WORK REQUEST: Output a verbatim copy of the data, cut off after the line that contains "or cleanup; a".

Saved entries
· · ·

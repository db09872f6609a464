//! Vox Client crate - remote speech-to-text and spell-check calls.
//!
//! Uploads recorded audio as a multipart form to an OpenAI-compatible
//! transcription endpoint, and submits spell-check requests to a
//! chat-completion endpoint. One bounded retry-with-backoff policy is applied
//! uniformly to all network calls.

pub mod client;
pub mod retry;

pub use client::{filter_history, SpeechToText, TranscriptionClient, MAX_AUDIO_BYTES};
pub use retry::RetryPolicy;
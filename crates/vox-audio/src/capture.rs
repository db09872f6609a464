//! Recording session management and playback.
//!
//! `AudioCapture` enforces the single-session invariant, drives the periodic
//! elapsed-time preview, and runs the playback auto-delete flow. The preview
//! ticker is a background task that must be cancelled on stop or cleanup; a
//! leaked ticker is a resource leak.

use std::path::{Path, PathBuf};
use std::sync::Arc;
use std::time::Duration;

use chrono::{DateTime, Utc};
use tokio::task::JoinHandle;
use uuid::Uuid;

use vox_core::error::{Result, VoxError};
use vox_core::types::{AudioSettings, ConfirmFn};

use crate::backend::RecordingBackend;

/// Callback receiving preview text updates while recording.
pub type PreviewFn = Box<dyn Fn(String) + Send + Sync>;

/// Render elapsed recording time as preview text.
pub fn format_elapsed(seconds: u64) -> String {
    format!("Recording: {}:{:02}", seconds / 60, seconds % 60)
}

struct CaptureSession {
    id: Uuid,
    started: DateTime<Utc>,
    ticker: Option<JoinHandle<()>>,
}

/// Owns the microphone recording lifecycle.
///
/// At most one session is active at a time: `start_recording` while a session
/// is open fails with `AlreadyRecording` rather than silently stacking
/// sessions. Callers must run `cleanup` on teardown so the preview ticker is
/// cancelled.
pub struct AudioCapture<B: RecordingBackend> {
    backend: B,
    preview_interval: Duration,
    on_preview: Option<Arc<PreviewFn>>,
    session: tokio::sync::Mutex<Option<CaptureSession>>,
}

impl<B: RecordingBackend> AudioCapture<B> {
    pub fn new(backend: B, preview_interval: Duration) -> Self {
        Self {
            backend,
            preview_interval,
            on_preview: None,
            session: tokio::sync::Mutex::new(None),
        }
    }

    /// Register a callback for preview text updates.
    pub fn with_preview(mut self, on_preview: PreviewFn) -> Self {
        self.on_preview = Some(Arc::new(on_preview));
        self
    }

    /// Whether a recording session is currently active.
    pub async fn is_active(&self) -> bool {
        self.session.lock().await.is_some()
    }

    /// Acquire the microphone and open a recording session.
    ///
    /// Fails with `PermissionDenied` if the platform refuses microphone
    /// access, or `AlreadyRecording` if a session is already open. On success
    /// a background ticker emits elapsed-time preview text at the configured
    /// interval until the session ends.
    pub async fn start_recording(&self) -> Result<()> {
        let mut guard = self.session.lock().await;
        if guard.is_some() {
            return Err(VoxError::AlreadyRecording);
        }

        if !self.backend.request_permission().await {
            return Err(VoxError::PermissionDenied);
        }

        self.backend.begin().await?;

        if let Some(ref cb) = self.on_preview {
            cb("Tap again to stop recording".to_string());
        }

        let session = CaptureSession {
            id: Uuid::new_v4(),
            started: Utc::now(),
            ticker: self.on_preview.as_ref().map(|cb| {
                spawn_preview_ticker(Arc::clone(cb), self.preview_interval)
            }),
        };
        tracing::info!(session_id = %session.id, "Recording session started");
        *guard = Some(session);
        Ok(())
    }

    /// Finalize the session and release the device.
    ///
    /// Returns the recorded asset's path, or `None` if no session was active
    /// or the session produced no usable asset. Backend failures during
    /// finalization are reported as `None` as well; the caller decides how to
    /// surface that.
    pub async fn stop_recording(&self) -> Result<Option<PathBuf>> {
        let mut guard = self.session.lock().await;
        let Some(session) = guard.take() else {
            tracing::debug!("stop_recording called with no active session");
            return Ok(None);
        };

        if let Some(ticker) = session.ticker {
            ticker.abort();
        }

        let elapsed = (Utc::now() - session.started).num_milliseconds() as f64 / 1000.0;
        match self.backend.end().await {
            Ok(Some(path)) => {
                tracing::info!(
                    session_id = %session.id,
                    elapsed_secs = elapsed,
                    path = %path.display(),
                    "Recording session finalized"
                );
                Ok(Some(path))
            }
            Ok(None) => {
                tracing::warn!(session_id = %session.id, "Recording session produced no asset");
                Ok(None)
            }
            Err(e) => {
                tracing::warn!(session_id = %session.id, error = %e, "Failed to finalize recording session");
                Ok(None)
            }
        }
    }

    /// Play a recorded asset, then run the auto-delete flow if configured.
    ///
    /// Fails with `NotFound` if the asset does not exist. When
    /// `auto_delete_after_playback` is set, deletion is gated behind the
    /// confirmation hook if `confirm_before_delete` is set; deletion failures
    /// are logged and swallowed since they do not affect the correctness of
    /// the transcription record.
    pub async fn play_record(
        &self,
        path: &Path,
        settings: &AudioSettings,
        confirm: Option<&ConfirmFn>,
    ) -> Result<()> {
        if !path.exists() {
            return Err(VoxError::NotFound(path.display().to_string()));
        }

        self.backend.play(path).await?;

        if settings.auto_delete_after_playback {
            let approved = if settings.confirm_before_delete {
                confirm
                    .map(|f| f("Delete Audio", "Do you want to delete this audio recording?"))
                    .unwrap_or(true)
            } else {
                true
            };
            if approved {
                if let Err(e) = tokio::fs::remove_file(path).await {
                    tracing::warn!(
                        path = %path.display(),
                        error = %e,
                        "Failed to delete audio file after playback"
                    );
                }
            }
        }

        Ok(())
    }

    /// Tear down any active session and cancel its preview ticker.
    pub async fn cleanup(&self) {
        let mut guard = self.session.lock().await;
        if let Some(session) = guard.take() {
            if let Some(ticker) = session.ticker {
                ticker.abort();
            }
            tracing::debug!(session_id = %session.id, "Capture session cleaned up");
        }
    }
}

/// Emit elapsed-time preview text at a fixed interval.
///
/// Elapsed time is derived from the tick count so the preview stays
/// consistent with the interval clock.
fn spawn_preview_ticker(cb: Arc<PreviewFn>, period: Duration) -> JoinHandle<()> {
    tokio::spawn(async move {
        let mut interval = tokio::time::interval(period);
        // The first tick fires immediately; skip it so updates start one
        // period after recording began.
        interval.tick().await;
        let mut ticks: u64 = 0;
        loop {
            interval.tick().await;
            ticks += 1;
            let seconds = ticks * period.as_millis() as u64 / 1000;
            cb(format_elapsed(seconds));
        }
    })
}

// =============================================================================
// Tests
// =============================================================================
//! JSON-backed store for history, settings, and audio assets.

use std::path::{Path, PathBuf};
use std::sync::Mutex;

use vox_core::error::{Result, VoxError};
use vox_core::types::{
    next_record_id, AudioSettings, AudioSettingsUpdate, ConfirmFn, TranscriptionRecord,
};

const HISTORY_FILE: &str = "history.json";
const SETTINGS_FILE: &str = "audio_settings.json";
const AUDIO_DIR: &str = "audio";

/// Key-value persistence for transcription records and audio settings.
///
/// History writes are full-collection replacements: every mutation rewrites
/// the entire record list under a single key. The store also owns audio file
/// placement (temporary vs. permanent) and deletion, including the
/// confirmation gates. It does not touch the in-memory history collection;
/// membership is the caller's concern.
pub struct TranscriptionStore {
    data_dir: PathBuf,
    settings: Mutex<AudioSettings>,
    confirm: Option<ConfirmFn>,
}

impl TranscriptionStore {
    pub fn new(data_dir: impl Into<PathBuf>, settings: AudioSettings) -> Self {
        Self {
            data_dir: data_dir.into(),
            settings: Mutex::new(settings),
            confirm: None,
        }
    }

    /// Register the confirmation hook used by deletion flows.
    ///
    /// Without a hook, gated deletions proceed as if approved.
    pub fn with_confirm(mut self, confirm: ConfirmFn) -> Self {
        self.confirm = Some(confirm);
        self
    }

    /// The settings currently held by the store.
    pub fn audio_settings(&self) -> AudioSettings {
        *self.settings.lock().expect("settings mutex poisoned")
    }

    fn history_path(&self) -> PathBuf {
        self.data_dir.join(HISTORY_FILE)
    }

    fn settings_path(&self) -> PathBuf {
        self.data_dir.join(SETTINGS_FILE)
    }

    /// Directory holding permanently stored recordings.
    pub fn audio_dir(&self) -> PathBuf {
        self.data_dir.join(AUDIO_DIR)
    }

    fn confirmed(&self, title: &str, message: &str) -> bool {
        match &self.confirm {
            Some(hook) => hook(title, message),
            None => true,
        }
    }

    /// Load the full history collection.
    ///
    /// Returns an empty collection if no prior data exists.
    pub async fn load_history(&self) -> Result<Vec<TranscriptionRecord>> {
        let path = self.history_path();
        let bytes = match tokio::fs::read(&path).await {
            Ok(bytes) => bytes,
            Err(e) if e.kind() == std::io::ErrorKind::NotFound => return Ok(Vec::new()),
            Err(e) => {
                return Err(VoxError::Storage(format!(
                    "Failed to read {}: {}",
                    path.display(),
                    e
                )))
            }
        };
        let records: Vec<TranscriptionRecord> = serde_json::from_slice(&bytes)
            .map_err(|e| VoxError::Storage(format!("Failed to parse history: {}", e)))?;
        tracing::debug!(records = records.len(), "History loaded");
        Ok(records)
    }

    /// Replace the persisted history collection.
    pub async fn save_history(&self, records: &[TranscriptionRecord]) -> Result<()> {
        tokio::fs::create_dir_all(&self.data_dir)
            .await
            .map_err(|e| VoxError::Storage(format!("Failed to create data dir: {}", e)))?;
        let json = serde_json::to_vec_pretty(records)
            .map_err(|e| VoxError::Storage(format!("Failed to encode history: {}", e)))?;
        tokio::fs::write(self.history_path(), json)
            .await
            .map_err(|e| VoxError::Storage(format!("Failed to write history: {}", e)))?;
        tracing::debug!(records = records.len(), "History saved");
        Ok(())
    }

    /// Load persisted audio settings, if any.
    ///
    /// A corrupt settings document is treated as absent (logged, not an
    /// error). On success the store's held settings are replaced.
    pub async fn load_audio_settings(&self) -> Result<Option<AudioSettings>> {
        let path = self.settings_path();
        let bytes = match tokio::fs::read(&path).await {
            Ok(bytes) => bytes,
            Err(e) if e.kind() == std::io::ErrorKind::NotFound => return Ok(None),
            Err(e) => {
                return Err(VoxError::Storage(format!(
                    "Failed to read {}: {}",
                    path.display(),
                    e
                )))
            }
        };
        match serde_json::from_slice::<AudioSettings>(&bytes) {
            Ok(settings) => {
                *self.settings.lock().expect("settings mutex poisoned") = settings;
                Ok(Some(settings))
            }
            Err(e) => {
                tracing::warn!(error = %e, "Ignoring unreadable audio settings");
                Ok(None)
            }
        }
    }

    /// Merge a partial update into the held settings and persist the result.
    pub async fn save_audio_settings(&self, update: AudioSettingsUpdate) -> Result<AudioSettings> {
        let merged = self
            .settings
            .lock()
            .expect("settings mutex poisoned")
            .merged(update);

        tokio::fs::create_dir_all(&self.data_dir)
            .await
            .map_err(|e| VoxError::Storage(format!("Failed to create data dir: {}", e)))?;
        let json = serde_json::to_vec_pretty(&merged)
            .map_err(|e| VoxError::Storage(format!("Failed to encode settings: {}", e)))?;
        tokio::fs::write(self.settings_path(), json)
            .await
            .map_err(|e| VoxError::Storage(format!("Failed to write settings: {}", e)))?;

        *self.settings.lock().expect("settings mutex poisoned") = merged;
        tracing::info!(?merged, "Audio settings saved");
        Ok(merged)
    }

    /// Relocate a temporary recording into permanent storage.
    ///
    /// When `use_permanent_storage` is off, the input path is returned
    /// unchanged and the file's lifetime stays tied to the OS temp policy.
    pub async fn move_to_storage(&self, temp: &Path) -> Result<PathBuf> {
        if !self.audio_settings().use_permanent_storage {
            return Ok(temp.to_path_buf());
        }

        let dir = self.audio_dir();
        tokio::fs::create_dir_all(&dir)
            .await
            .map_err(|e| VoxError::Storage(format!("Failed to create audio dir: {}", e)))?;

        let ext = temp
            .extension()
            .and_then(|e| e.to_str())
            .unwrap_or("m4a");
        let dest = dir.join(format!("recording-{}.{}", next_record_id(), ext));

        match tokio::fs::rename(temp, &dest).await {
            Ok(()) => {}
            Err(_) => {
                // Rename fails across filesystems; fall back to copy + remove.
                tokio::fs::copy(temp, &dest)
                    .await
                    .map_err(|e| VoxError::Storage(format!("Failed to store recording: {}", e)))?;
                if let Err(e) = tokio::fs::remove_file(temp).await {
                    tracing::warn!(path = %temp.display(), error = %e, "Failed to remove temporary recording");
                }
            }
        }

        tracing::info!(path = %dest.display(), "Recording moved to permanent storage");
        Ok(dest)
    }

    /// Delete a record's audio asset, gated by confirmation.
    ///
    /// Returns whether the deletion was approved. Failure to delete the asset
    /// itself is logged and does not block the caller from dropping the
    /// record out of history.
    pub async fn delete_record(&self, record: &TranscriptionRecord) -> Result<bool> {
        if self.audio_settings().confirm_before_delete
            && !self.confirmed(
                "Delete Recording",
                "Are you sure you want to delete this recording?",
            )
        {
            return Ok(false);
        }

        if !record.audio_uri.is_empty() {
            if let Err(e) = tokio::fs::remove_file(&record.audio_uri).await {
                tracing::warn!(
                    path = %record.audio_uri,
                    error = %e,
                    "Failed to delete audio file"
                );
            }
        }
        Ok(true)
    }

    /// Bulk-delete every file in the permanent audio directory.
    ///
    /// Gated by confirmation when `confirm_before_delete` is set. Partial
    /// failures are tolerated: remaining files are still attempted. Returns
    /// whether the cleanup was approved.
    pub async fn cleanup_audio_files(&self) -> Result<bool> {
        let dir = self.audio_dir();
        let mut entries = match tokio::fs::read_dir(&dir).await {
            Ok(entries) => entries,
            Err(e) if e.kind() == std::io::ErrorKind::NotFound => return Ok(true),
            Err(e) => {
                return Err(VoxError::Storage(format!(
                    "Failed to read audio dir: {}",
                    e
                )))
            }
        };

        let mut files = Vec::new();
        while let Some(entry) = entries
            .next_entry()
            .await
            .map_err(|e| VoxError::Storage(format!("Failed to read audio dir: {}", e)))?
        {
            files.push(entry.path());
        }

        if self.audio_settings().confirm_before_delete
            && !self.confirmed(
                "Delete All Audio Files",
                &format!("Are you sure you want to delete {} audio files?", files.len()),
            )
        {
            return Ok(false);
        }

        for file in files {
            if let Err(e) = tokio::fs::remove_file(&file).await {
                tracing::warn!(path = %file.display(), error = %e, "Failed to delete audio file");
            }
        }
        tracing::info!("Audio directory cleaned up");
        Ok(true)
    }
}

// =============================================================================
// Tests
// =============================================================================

· · ·

REPLY TO THE EXERCISE:
repository db09872f6609a464
//! Vox Client crate - remote speech-to-text and spell-check calls.
//!
//! Uploads recorded audio as a multipart form to an OpenAI-compatible
//! transcription endpoint, and submits spell-check requests to a
//! chat-completion endpoint. One bounded retry-with-backoff policy is applied
//! uniformly to all network calls.

pub mod client;
pub mod retry;

pub use client::{filter_history, SpeechToText, TranscriptionClient, MAX_AUDIO_BYTES};
pub use retry::RetryPolicy;
filename crates/vox-audio/src/capture.rs
repository db09872f6609a464
//! Recording session management and playback.
//!
//! `AudioCapture` enforces the single-session invariant, drives the periodic
//! elapsed-time preview, and runs the playback auto-delete flow. The preview
//! ticker is a background task that must be cancelled on stop or cleanup; a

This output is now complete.